The arrest of a New Yorker, who used Twitter to alert police protesters movements in a G20 meeting in Pittsburgh last month, would be considered a violation of their rights if it had happened in Iran or China, according to activists said.
Pittsburgh police arrested on September 24, Elliot Madison, 41, at a time when hundreds of people-some of whom threw stones and broke windows of shops-protesters on the first day of a G20 summit of rich countries and developing nations.
The protesters, with a large anti-capitalist agenda, they were kept away from the convention site where world leaders maintained their two-day meeting. Police used pepper spray to disperse sporadically.
The criminal indictment against Madison argues that violated the law by using Twitter to give instructions to the demonstrators and others involved in criminal acts to avoid arrest and inform them of the movements and actions of the police.Twitter allows its subscribers to post text messages of 140 characters.

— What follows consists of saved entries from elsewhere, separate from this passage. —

//! Built-in layouts, generated once into `layouts/templates/` when missing.

use chrono::Utc;
use egui::{Rect, Vec2, vec2};
use uuid::Uuid;

use crate::dock_builder::{DockBuilder, DockLeaf, SplitDirection};
use crate::docking::{DockState, DockingOptions, Zone};

use super::snapshot::{LAYOUT_SNAPSHOT_VERSION, LayoutSnapshot, PanelRecord, TabGroupRecord};

pub const PARAMETERS_PANEL: &str = "parameters";
pub const ANIMATION_PANEL: &str = "animation";
pub const PLOTS_PANEL: &str = "plots";
pub const DATA_PANEL: &str = "data";

#[derive(Clone, Copy, Debug, PartialEq, Eq, Hash, serde::Deserialize, serde::Serialize)]
#[serde(rename_all = "SCREAMING_SNAKE_CASE")]
pub enum LayoutTemplate {
    Development,
    Analysis,
    Presentation,
}

impl LayoutTemplate {
    pub const ALL: [Self; 3] = [Self::Development, Self::Analysis, Self::Presentation];

    pub fn name(self) -> &'static str {
        match self {
            Self::Development => "Development",
            Self::Analysis => "Analysis",
            Self::Presentation => "Presentation",
        }
    }

    /// File name under `layouts/templates/`.
    pub fn file_name(self) -> String {
        format!("{}_template.json", self.name().to_lowercase())
    }

    fn description(self) -> &'static str {
        match self {
            Self::Development => "Parameters on the left, animation in the middle, plots and data tabbed below",
            Self::Analysis => "Plots and data get most of the window; narrow parameter column",
            Self::Presentation => "Animation front and center with plots beside it",
        }
    }

    /// The fixed snapshot for this template inside `bounds`.
    pub fn snapshot(self, bounds: Rect, options: &DockingOptions) -> LayoutSnapshot {
        let mut b = DockBuilder::new();
        let root = b.add_node();
        let mut minimized: Vec<&'static str> = Vec::new();

        match self {
            Self::Development => {
                let (left, rest) = b.split_node(root, SplitDirection::Left, 0.3);
                let (bottom, center) = b.split_node(rest, SplitDirection::Down, 0.35);
                b.dock_pane(PARAMETERS_PANEL, left);
                b.dock_panes([PLOTS_PANEL, DATA_PANEL], bottom);
                b.dock_pane(ANIMATION_PANEL, center);
            }
            Self::Analysis => {
                let (left, rest) = b.split_node(root, SplitDirection::Left, 0.2);
                let (right, rest) = b.split_node(rest, SplitDirection::Right, 0.45);
                let (bottom, center) = b.split_node(rest, SplitDirection::Down, 0.55);
                b.dock_pane(PARAMETERS_PANEL, left);
                b.dock_pane(DATA_PANEL, right);
                b.dock_pane(PLOTS_PANEL, bottom);
                b.dock_pane(ANIMATION_PANEL, center);
            }
            Self::Presentation => {
                let (right, center) = b.split_node(root, SplitDirection::Right, 0.3);
                b.dock_pane(PLOTS_PANEL, right);
                b.dock_pane(ANIMATION_PANEL, center);
                minimized.extend([PARAMETERS_PANEL, DATA_PANEL]);
            }
        }

        let leaves = b.finish(root, bounds);
        let records = TemplateRecords::new(options).build(&leaves, &minimized, bounds);

        let now = Utc::now();
        LayoutSnapshot {
            id: Uuid::new_v4(),
            name: format!("{} Template", self.name()),
            description: self.description().to_owned(),
            template: Some(self),
            created_at: now,
            modified_at: now,
            version: LAYOUT_SNAPSHOT_VERSION,
            panels: records.0,
            tab_groups: records.1,
            container_bounds: bounds.into(),
        }
    }
}

fn title(id: &str) -> String {
    match id {
        PARAMETERS_PANEL => "Parameters",
        ANIMATION_PANEL => "Animation",
        PLOTS_PANEL => "Plots",
        DATA_PANEL => "Data",
        other => other,
    }
    .to_owned()
}

struct TemplateRecords {
    min_size: Vec2,
    max_size: Vec2,
    next_z_index: i32,
}

impl TemplateRecords {
    fn new(options: &DockingOptions) -> Self {
        Self {
            min_size: options.default_min_size,
            max_size: options.default_max_size,
            next_z_index: 1,
        }
    }

    fn record(&mut self, id: &str, rect: Rect, state: DockState, zone: Zone) -> PanelRecord {
        let z_index = self.next_z_index;
        self.next_z_index += 1;
        PanelRecord {
            id: id.to_owned(),
            title: title(id),
            state,
            x: rect.min.x,
            y: rect.min.y,
            width: rect.width(),
            height: rect.height(),
            min_width: self.min_size.x,
            min_height: self.min_size.y,
            max_width: self.max_size.x,
            max_height: self.max_size.y,
            dock_zone: zone,
            tab_group_id: None,
            is_minimized: false,
            z_index,
            restore_state: None,
        }
    }

    fn build(
        mut self,
        leaves: &[DockLeaf<&'static str>],
        minimized: &[&'static str],
        bounds: Rect,
    ) -> (Vec<PanelRecord>, Vec<TabGroupRecord>) {
        let mut panels = Vec::new();
        let mut groups = Vec::new();

        for leaf in leaves {
            match leaf.panes.as_slice() {
                [] => {}
                [id] => panels.push(self.record(id, leaf.rect, DockState::Docked, leaf.zone)),
                ids => {
                    let group_id = format!("tabs-{}", groups.len() + 1);
                    for id in ids {
                        let mut record = self.record(id, leaf.rect, DockState::Tabbed, Zone::TabGroup);
                        record.tab_group_id = Some(group_id.clone());
                        panels.push(record);
                    }
                    groups.push(TabGroupRecord {
                        title: title(ids[0]),
                        id: group_id,
                        panel_ids: ids.iter().map(|s| (*s).to_owned()).collect(),
                        active_panel: ids[0].to_owned(),
                        x: leaf.rect.min.x,
                        y: leaf.rect.min.y,
                        width: leaf.rect.width(),
                        height: leaf.rect.height(),
                    });
                }
            }
        }

        // Hidden panels come back as a centered floating window.
        let size = vec2(bounds.width() * 0.4, bounds.height() * 0.5).max(self.min_size);
        let floating = Rect::from_center_size(bounds.center(), size);
        for id in minimized {
            let mut record = self.record(id, floating, DockState::Minimized, Zone::None);
            record.is_minimized = true;
            record.restore_state = Some(DockState::Floating);
            panels.push(record);
        }

        (panels, groups)
    }
}
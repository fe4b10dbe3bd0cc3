use super::DockingManager;
use super::integrity;

impl DockingManager {
    pub(super) fn debug_log_event(&mut self, message: impl Into<String>) {
        if !self.options.debug_event_log {
            return;
        }
        self.push_debug_log_line(message.into());
    }

    fn push_debug_log_line(&mut self, message: String) {
        let cap = self.options.debug_log_capacity();
        while self.debug_log.len() >= cap {
            self.debug_log.pop_front();
        }
        self.debug_seq = self.debug_seq.wrapping_add(1);
        self.debug_log
            .push_back(format!("[event {}] {}", self.debug_seq, message));
    }

    /// Clear the debug event ring buffer.
    pub fn debug_log_clear(&mut self) {
        self.debug_log.clear();
    }

    /// The debug event ring buffer, one event per line (oldest first).
    pub fn debug_log_text(&self) -> String {
        self.debug_log
            .iter()
            .cloned()
            .collect::<Vec<_>>()
            .join("\n")
    }

    /// Log integrity issues once per distinct issue set, and once more when they clear.
    pub(super) fn debug_check_integrity(&mut self, after: &str) {
        if !self.options.debug_integrity {
            return;
        }
        let issues = self.integrity_issues();
        let hash = if issues.is_empty() {
            0
        } else {
            integrity::hash_issues(&issues)
        };
        let prev = std::mem::replace(&mut self.debug_last_integrity_hash, hash);

        if prev != hash {
            if issues.is_empty() {
                log::info!("integrity OK after {after}");
                self.debug_log_event(format!("integrity OK after {after}"));
            } else {
                log::error!(
                    "integrity issues after {after} (hash {hash:016x}):\n{}",
                    issues.join("\n")
                );
                if self.options.debug_event_log {
                    for issue in &issues {
                        self.push_debug_log_line(format!("after {after}: {issue}"));
                    }
                }
            }
        }
        if !issues.is_empty() && self.options.debug_integrity_panic {
            panic!("panel_dock integrity failed after {after}:\n{}", issues.join("\n"));
        }
    }
}
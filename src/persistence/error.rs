use std::path::PathBuf;

use thiserror::Error;
use uuid::Uuid;

/// Failures surfaced by [`super::LayoutPersistenceManager`].
///
/// None of these leave the docking state partially mutated: persistence writes and validates
/// before it touches memory.
#[derive(Debug, Error)]
pub enum LayoutPersistenceError {
    #[error("layout not found: {id}")]
    NotFound { id: Uuid },

    #[error("unsupported layout snapshot version: {found} (supported up to {supported})")]
    VersionMismatch { found: u32, supported: u32 },

    #[error("failed to {operation} {}: {source}", path.display())]
    Io {
        operation: &'static str,
        path: PathBuf,
        #[source]
        source: std::io::Error,
    },

    #[error("invalid layout snapshot: {reason}")]
    Validation { reason: String },
}

impl LayoutPersistenceError {
    pub(crate) fn io(operation: &'static str, path: impl Into<PathBuf>, source: std::io::Error) -> Self {
        Self::Io {
            operation,
            path: path.into(),
            source,
        }
    }

    pub(crate) fn validation(reason: impl Into<String>) -> Self {
        Self::Validation {
            reason: reason.into(),
        }
    }
}

impl From<serde_json::Error> for LayoutPersistenceError {
    fn from(err: serde_json::Error) -> Self {
        Self::validation(format!("json: {err}"))
    }
}

impl From<ron::Error> for LayoutPersistenceError {
    fn from(err: ron::Error) -> Self {
        Self::validation(format!("ron: {err}"))
    }
}

impl From<ron::error::SpannedError> for LayoutPersistenceError {
    fn from(err: ron::error::SpannedError) -> Self {
        Self::validation(format!("ron: {err}"))
    }
}

pub type LayoutResult<T> = Result<T, LayoutPersistenceError>;
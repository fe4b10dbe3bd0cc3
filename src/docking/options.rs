use egui::{Pos2, Rect, Vec2};

/// Options for [`super::DockingManager`].
#[derive(Clone, Debug, PartialEq, serde::Deserialize, serde::Serialize)]
#[serde(default)]
pub struct DockingOptions {
    /// Distance from a container edge (in points) inside which a drop docks to that edge.
    pub zone_threshold: f32,

    /// Fraction of the container a panel docked to an edge claims along the docking axis.
    pub dock_fraction: f32,

    /// Radius (in points) around the drop point in which other floating panels are collected
    /// into a new tab group when a drag ends over the `TAB_GROUP` zone.
    ///
    /// Only `FLOATING` panels are considered.
    pub tab_group_radius: f32,

    /// Container bounds used until the host reports real ones via
    /// [`super::DockingManager::update_container_bounds`].
    pub default_container: Rect,

    /// Minimum size given to panels registered without explicit constraints.
    pub default_min_size: Vec2,

    /// Maximum size given to panels registered without explicit constraints.
    ///
    /// `f32::MAX` means unbounded (and stays representable in JSON).
    pub default_max_size: Vec2,

    /// If true, record state transitions in a small ring buffer (see
    /// [`super::DockingManager::debug_log_text`]).
    pub debug_event_log: bool,

    /// Maximum number of debug log lines to keep (ring buffer).
    pub debug_event_log_capacity: usize,

    /// If true, check panel/tab-group integrity after every mutation (debug-only).
    pub debug_integrity: bool,

    /// If true, panic on integrity issues (debug-only).
    pub debug_integrity_panic: bool,
}

impl Default for DockingOptions {
    fn default() -> Self {
        Self {
            zone_threshold: 50.0,
            dock_fraction: 0.3,
            tab_group_radius: 100.0,
            default_container: Rect::from_min_size(Pos2::ZERO, Vec2::new(1280.0, 800.0)),
            default_min_size: Vec2::new(120.0, 80.0),
            default_max_size: Vec2::splat(f32::MAX),
            debug_event_log: false,
            debug_event_log_capacity: 200,
            debug_integrity: false,
            debug_integrity_panic: false,
        }
    }
}

impl DockingOptions {
    pub(crate) fn debug_log_capacity(&self) -> usize {
        self.debug_event_log_capacity.clamp(1, 10_000)
    }
}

Madison, who was released on bail, is accused of hindering the apprehension, prosecution and criminal use of communication elements and possessing instruments for committing crimes, defined as telecommunications equipment.
"The same conduct (the authorities) in Iran or China during recent protests would be seen as violations of human rights, whereas here it is considered necessary to control crime," Reuters said Vic Walczak, legal director of the American Union Civil Liberties in Pennsylvania.
Twitter was used by demonstrators in Iran amid protests and government repression that occurred after the disputed June elections in the country.
At one point, the State Department urged even Twitter to delay a planned upgrade that would temporarily cut the service in Iran.
China has repeatedly blocked access to sites like Twitter, as in May, facing the twentieth anniversary of the massacre in Tiananmen Square, and again in July after the unrest in the northwestern region of Xinjiang.
Pittsburgh police, who were asked about illegal actions of Madison, noted Madison's accusation that was hindering the apprehension or law enforcement. "All law enforcement agencies should keep abreast of continuing developments in technology, both to determine how technology can help police to better serve the public and to find ways and can be used to commit crimes," said the spokesman Myra Taylor.
"The criminal indictment contends that Mr. Madison legal devices used to commit illegal acts," he said. Laura DeNardis, executive director of the Information Society Project at Yale Law School, said the arrest of Madison could be used "by repressive countries that might be looking restrict the use of technology."
"They could cite this as a justification for freedom of expression even more direct and repressive measures in cases like those we saw in the protests by the Iranian elections," said DeNardis.